À Deutsche Welle, o porta-voz do ministério do Interior, Salvador Soares, declarou: “As pessoas invadiram a Rádio Capital, fizeram alguns disparos, com danos materiais e fugiram. Neste momento estamos a investigar a situação juntamente com a Polícia Judiciária”. O porta-voz sublinhou que o ataque à rádio não tinha ligação à tentativa de golpe de Estado de 1 de fevereiro, sem prestar mais explicações.
“A imprensa livre constitui a espinha dorsal de uma democracia pluralista e do Estado de Direito. Este ato hediondo contra a Rádio Capital FM, para além de constituir um atentado à liberdade de imprensa, visa também semear terror no país através de uma vã tentativa de silenciar as vozes dissonantes para melhor instituir um regime ditatorial na Guiné-Bissau”, lê-se no comunicado lançado esta terça-feira pela LGDH que tem por objetivo “encorajar o povo guineense a manter-se firme, vigilante e determinado a combater quaisquer atos que ponham em causa os alicerces da paz, da unidade nacional e da coesão social”.
“Desde o início deste governo em 2020 que o poder político é alérgico aos direitos da população e tudo tem feito para coartar os direitos humanos na Guiné-Bissau”, diz Turé ao Expresso classificando o comportamento como “inaceitável” e prometendo uma resposta por parte dos ativistas dos direitos humanos que, tal como os jornalistas, têm estado na mira das autoridades.
“Estamos dispostos a combater isto por todos os meios”, acrescenta Bubacar Turé especificando-os como “denúncia” e “lamentando o silêncio da comunidade internacional perante ataques como o que atingiu a Rádio Capital” por comparação com o coro quase unânime que condenou o golpe de 1 de fevereiro sem questionar as condições em que ocorreu.
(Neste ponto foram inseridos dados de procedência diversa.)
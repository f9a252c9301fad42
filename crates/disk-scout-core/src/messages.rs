//! Message contracts between the worker units and their coordinator.
//!
//! Every worker reports over an mpsc channel carrying exactly one of these
//! enums; messages arrive in emission order. A cancelled worker stops
//! emitting without a `Complete`.

use serde::Serialize;
use std::fmt;
use std::path::PathBuf;

use crate::model::{DuplicateGroup, ScanOutcome, SearchResult};

#[derive(Debug, Clone, Serialize)]
pub struct ScanProgressMessage {
    pub current_path: PathBuf,
    pub dirs_scanned: u64,
    pub files_found: u64,
    pub total_size: u64,
    pub errors_count: u64,
}

#[derive(Debug, Serialize)]
pub enum ScanMessage {
    Progress(ScanProgressMessage),
    Complete(Box<ScanOutcome>),
    Error(String),
}

#[derive(Debug, Clone, Copy, PartialEq, Eq, Serialize)]
#[serde(rename_all = "kebab-case")]
pub enum DupePhase {
    PartialHash,
    FullHash,
}

impl fmt::Display for DupePhase {
    fn fmt(&self, f: &mut fmt::Formatter<'_>) -> fmt::Result {
        match self {
            DupePhase::PartialHash => write!(f, "partial-hash"),
            DupePhase::FullHash => write!(f, "full-hash"),
        }
    }
}

#[derive(Debug, Clone, Serialize)]
pub struct DupeProgressMessage {
    pub phase: DupePhase,
    pub files_hashed: usize,
    pub total_to_hash: usize,
    pub current_file: PathBuf,
    /// Estimated seconds remaining. 0 until enough of the phase is done to
    /// extrapolate from.
    pub eta_secs: f64,
}

#[derive(Debug, Serialize)]
pub enum DupeMessage {
    Progress(DupeProgressMessage),
    Complete(Vec<DuplicateGroup>),
    Error(String),
}

#[derive(Debug, Clone, Serialize)]
pub struct SearchProgressMessage {
    pub current_path: PathBuf,
    pub dirs_scanned: u64,
    pub result_count: usize,
}

#[derive(Debug, Clone, Copy, Serialize)]
pub struct SearchCompleteMessage {
    pub dirs_scanned: u64,
    pub result_count: usize,
}

#[derive(Debug, Serialize)]
pub enum SearchMessage {
    /// One match, streamed as soon as it is found.
    Result(SearchResult),
    Progress(SearchProgressMessage),
    Complete(SearchCompleteMessage),
    Error(String),
}
use std::fs;
use std::path::{Path, PathBuf};
use std::sync::mpsc;
use tempfile::tempdir;

use disk_scout_core::dupes::{find_duplicates, spawn_find_duplicates, DupeOptions};
use disk_scout_core::hasher;
use disk_scout_core::messages::DupeMessage;
use disk_scout_core::model::{CandidateFile, DuplicateGroup};
use disk_scout_core::{CancelToken, Error};

fn candidate(path: PathBuf) -> CandidateFile {
    let size = fs::metadata(&path).unwrap().len();
    CandidateFile { path, size }
}

fn write_file(dir: &Path, name: &str, content: &[u8]) -> CandidateFile {
    let path = dir.join(name);
    fs::write(&path, content).unwrap();
    candidate(path)
}

fn run(files: Vec<CandidateFile>, options: DupeOptions) -> Vec<DuplicateGroup> {
    let (tx, _rx) = mpsc::channel();
    find_duplicates(files, &options, &tx, &CancelToken::new()).unwrap()
}

/// Everything-in options so small fixtures are not filtered away.
fn wide_open() -> DupeOptions {
    DupeOptions {
        min_size: 1,
        max_size: u64::MAX,
    }
}

#[test]
fn test_same_size_different_content_is_not_a_duplicate() {
    let tmp = tempdir().unwrap();

    // a and b identical, c same length but different content
    let a = write_file(tmp.path(), "a.txt", &[b'x'; 1000]);
    let b = write_file(tmp.path(), "b.txt", &[b'x'; 1000]);
    let c = write_file(tmp.path(), "c.txt", &[b'y'; 1000]);

    let groups = run(vec![a, b, c], wide_open());

    assert_eq!(groups.len(), 1, "expected exactly one duplicate group");
    let group = &groups[0];
    assert_eq!(group.size, 1000);
    assert_eq!(group.files.len(), 2);
    assert!(group.files[0].path.ends_with("a.txt"));
    assert!(group.files[1].path.ends_with("b.txt"));
}

#[test]
fn test_unique_sizes_produce_no_groups() {
    let tmp = tempdir().unwrap();
    let a = write_file(tmp.path(), "a.bin", &[0u8; 10]);
    let b = write_file(tmp.path(), "b.bin", &[0u8; 20]);
    let c = write_file(tmp.path(), "c.bin", &[0u8; 30]);

    assert!(run(vec![a, b, c], wide_open()).is_empty());
}

#[test]
fn test_full_hash_separates_files_identical_in_prefix() {
    let tmp = tempdir().unwrap();

    // Identical through the 64 KiB partial-hash prefix, then one byte apart
    let mut content_a = vec![0xABu8; 80 * 1024];
    let content_b = content_a.clone();
    content_a[70_000] = 0x00;

    let a = write_file(tmp.path(), "a.bin", &content_a);
    let b = write_file(tmp.path(), "b.bin", &content_b);

    let groups = run(vec![a, b], wide_open());
    assert!(
        groups.is_empty(),
        "phase 3 must separate files that only differ past the prefix"
    );
}

#[test]
fn test_identical_large_files_survive_all_phases() {
    let tmp = tempdir().unwrap();

    let content = vec![0xCDu8; 80 * 1024];
    let a = write_file(tmp.path(), "a.bin", &content);
    let b = write_file(tmp.path(), "b.bin", &content);
    let c = write_file(tmp.path(), "c.bin", &content);

    let groups = run(vec![a, b, c], wide_open());
    assert_eq!(groups.len(), 1);
    assert_eq!(groups[0].files.len(), 3);
}

#[test]
fn test_group_hash_round_trips() {
    let tmp = tempdir().unwrap();
    let content = b"round trip me".repeat(100);
    let a = write_file(tmp.path(), "a.dat", &content);
    let b = write_file(tmp.path(), "b.dat", &content);

    let groups = run(vec![a, b], wide_open());
    assert_eq!(groups.len(), 1);
    let group = &groups[0];

    // Independently re-hashing every member reproduces the group key
    for member in &group.files {
        let digest = hasher::full_hash(&member.path).unwrap();
        assert_eq!(digest.to_hex().to_string(), group.hash);
        assert_eq!(fs::metadata(&member.path).unwrap().len(), group.size);
    }
}

#[test]
fn test_groups_ordered_by_reclaimable_space() {
    let tmp = tempdir().unwrap();

    // Group 1: two files of 100 bytes → 100 reclaimable
    let small = vec![1u8; 100];
    let a = write_file(tmp.path(), "s1", &small);
    let b = write_file(tmp.path(), "s2", &small);

    // Group 2: three files of 500 bytes → 1000 reclaimable
    let large = vec![2u8; 500];
    let c = write_file(tmp.path(), "l1", &large);
    let d = write_file(tmp.path(), "l2", &large);
    let e = write_file(tmp.path(), "l3", &large);

    let groups = run(vec![a, b, c, d, e], wide_open());
    assert_eq!(groups.len(), 2);
    assert_eq!(groups[0].reclaimable_bytes(), 1000);
    assert_eq!(groups[1].reclaimable_bytes(), 100);
}

#[test]
fn test_size_window_and_zero_byte_filtering() {
    let tmp = tempdir().unwrap();

    let empty_a = write_file(tmp.path(), "e1", b"");
    let empty_b = write_file(tmp.path(), "e2", b"");
    let tiny_a = write_file(tmp.path(), "t1", &[0u8; 10]);
    let tiny_b = write_file(tmp.path(), "t2", &[0u8; 10]);
    let big_a = write_file(tmp.path(), "b1", &[0u8; 5000]);
    let big_b = write_file(tmp.path(), "b2", &[0u8; 5000]);

    let options = DupeOptions {
        min_size: 100,
        max_size: 4000,
    };
    let groups = run(
        vec![empty_a, empty_b, tiny_a, tiny_b, big_a, big_b],
        options,
    );

    // Zero-byte pairs, under-min pairs and over-max pairs are all excluded
    assert!(groups.is_empty());
}

#[test]
fn test_unreadable_candidate_silently_leaves_its_group() {
    let tmp = tempdir().unwrap();
    let content = vec![7u8; 2000];
    let a = write_file(tmp.path(), "a.bin", &content);
    let b = write_file(tmp.path(), "b.bin", &content);

    // Same claimed size, but the file is gone by hashing time
    let ghost = CandidateFile {
        path: tmp.path().join("ghost.bin"),
        size: 2000,
    };

    let groups = run(vec![a, b, ghost], wide_open());
    assert_eq!(groups.len(), 1);
    assert_eq!(groups[0].files.len(), 2, "ghost must not appear in a group");
}

#[test]
fn test_member_order_is_input_order() {
    let tmp = tempdir().unwrap();
    let content = vec![9u8; 1500];
    let z = write_file(tmp.path(), "z-last-alphabetically.bin", &content);
    let a = write_file(tmp.path(), "a-first-alphabetically.bin", &content);

    // z supplied first, so z leads the group regardless of name or hash
    let groups = run(vec![z, a], wide_open());
    assert!(groups[0].files[0].path.ends_with("z-last-alphabetically.bin"));
    assert!(groups[0].files[1].path.ends_with("a-first-alphabetically.bin"));
}

#[test]
fn test_pre_cancelled_run_yields_no_result() {
    let tmp = tempdir().unwrap();
    let content = vec![3u8; 1000];
    let a = write_file(tmp.path(), "a", &content);
    let b = write_file(tmp.path(), "b", &content);

    let cancel = CancelToken::new();
    cancel.cancel();

    let (tx, rx) = mpsc::channel();
    let result = find_duplicates(vec![a, b], &wide_open(), &tx, &cancel);
    assert!(matches!(result, Err(Error::Cancelled)));
    drop(tx);
    assert!(
        rx.iter().next().is_none(),
        "cancelled run must not emit messages"
    );
}

#[test]
fn test_worker_ends_with_complete() {
    let tmp = tempdir().unwrap();
    let content = vec![5u8; 3000];
    let a = write_file(tmp.path(), "a", &content);
    let b = write_file(tmp.path(), "b", &content);

    let handle = spawn_find_duplicates(vec![a, b], wide_open());
    let messages: Vec<DupeMessage> = handle.receiver().iter().collect();

    match messages.last().expect("worker sent nothing") {
        DupeMessage::Complete(groups) => {
            assert_eq!(groups.len(), 1);
            assert_eq!(groups[0].size, 3000);
        }
        other => panic!("expected Complete, got {other:?}"),
    }
}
“Desde 2020 que há sequestros, raptos, detenções arbitrárias sem mandados de captura”, relata o ativista, esclarecendo que a população da Guiné-Bissau já vive “um medo generalizado”. “A seguir ao ataque à Rádio Capital houve pânico, as pessoas corriam na rua em fuga, iam buscar as crianças à escola”. “O clima é de tensão para que as pessoas desistam de se opor. E já funcionou! É essa estratégia que nós denunciamos: queremos preservar os direitos conquistados e as instituições da democracia”, conclui o ativista.
Há congresso do PAIGC ou não?
Já vigorava na Guiné-Bissau o estado de alerta devido ao aumento de casos de covid-19, porém, a partir de quarta-feira passada, foram proibidas as atividades político-partidárias pelo período de um mês, o que pode ainda inviabilizar a realização do congresso do PAIGC (Partido Africano para a Independência da Guiné e Cabo Verde) agendado para arrancar a 17 deste mês, prolongando-se até 20.
A data da realização do congresso, onde será eleito o próximo presidente do maior partido guineense, mantém-se. Entretanto, aguarda-se a decisão do tribunal a um recurso que resultou de uma providência cautelar avançada por um militante do PAIGC alegando irregularidades num setor local do partido.